President Joe Biden has repeatedly called for new gun-control measures, most notably a ban on the sale of so-called assault weapons.

The federal government imposed such a restriction for about a decade beginning in 1994 and, despite the assertions of its leftist supporters, the evidence that it reduced violent crime was inconclusive at best.

While another nationwide ban is unlikely given the Republican Party’s majority in the House of Representatives, some states are pursuing their own restrictions.

In Illinois, the Protect Illinois Communities Act sought to prohibit the sale of firearms that fit the malleable definition of “assault weapons,” but the measure was almost immediately hit with a lawsuit contending that it is unconstitutional.

Last week, District Judge Stephen P. McGlynn handed down a decision that blocked implementation of the ban until an outcome is reached in the ongoing lawsuit.

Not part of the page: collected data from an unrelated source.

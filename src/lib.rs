#![cfg_attr(docsrs, feature(doc_cfg))]
/*!

# signon-core

This crate provides the core of a single sign-on credential and secret
storage daemon. It holds per-user authentication identities (account
credentials plus per-method opaque state), mediates access to them
across multiple client applications on the same machine, and runs
authentication plugins (OAuth, SASL, password, etc.) in sandboxed
subprocesses on behalf of clients.

A top-level introduction to the library's usage, as well as a small
code sample, may be found on [crates.io](https://crates.io/crates/signon-core).

## Design

Three tightly coupled subsystems carry the real design weight:

1. **The identity/credential storage engine**
   ([store::credentials_db::CredentialsDatabase]) — a two-database
   model (a "metadata" store for non-secret descriptive data and ACLs,
   and a "secret" store for passwords and per-method opaque blobs),
   kept consistent under transactional updates, with an in-memory
   secret cache ([store::cache::SecretCache]) that can batch writes.
2. **The plugin host and proxy layer** ([plugin]) — out-of-process
   plugin workers spawned per authentication method, driven by a
   request FIFO per plugin ([plugin::proxy::PluginProxy]), with a
   state machine per authentication session, idle-eviction,
   cancellation, and crash recovery.
3. **The access-control and session model**
   ([access_control::AccessControlManager], [session::AuthSession],
   [identity::Identity]) — peer identification from an IPC endpoint,
   ACL checks on every operation, auto-disposing session objects, and
   the identity lifecycle (new → stored → validated → signed-out →
   removed).

[service::AuthService] is the daemon-core singleton an embedding IPC
front end constructs once at startup: it owns the shared
`CredentialsDatabase`, the plugin-proxy registry, and the configured
[access_control::AccessControlManager], and hands out per-client
[identity::Identity] façades over them.

## Out of scope

The IPC transport itself (whether a message bus or per-connection
socket), the specific wire serialization of client requests, the
UI-prompting helper used for interactive credentials, configuration
file parsing, and the concrete content of individual plugin protocols
are all left to the embedding application. This crate does not itself
implement any authentication protocol, does not cache decrypted
secrets across process restarts, and does not enforce network-level
policy.

## Thread Safety

[service::AuthService] and [store::credentials_db::CredentialsDatabase]
are `Send + Sync`; interior mutability is via `Mutex`, matching the
single-threaded cooperative event loop this crate is designed to run
under (concurrent access from multiple threads is safe but serializes
on that lock, same as the daemon's own event loop would).
 */

pub mod access_control;
pub mod config;
pub mod context;
pub mod credentials;
pub mod error;
pub mod identity;
pub mod identity_info;
pub mod method_cache;
pub mod plugin;
pub mod service;
pub mod session;
pub mod store;

pub use context::SecurityContext;
pub use error::{Error, Result};
pub use identity::Identity;
pub use identity_info::IdentityInfo;
pub use service::AuthService;
pub use session::AuthSession;

#[cfg(doctest)]
doc_comment::doctest!("../README.md", readme);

Citing the Second Amendment along with a pair of Supreme Court decisions that upheld the right of individuals to own guns, the judge’s decision determined that the Illinois bill likely cannot be “harmonized” with established federal protections.

“The Supreme Court in Bruen and Heller held that citizens have a constitutional right to own and possess firearms and may use them for self-defense,” McGlynn wrote. “PICA seems to be written in spite of the clear directives in Bruen and Heller, not in conformity with them.”

Making it clear that constitutional rights outweigh all others, he wrote that no matter how “well-intentioned, brilliant, or arrogant” a state prohibition might be, the Constitution’s protections are sacrosanct, adding: “Even legislation that may enjoy the support of a majority of its citizens must fail if it violates the constitutional rights of fellow citizens.”

McGlynn also shot down the law’s ban on the sale of certain gun accessories, which state lawmakers determined would not violate the Constitution because the prohibited devices are not firearms.

Nevertheless, the judge found that prior court decisions “recognized the Second Amendment as extending to ‘corollar[ies] to the meaningful exercise of the core right to possess firearms for self-defense,” concluding that it “is hard to imagine something more closely correlated to the right to use a firearm in self-defense than the ability to effectively load ammunition into the firearm.”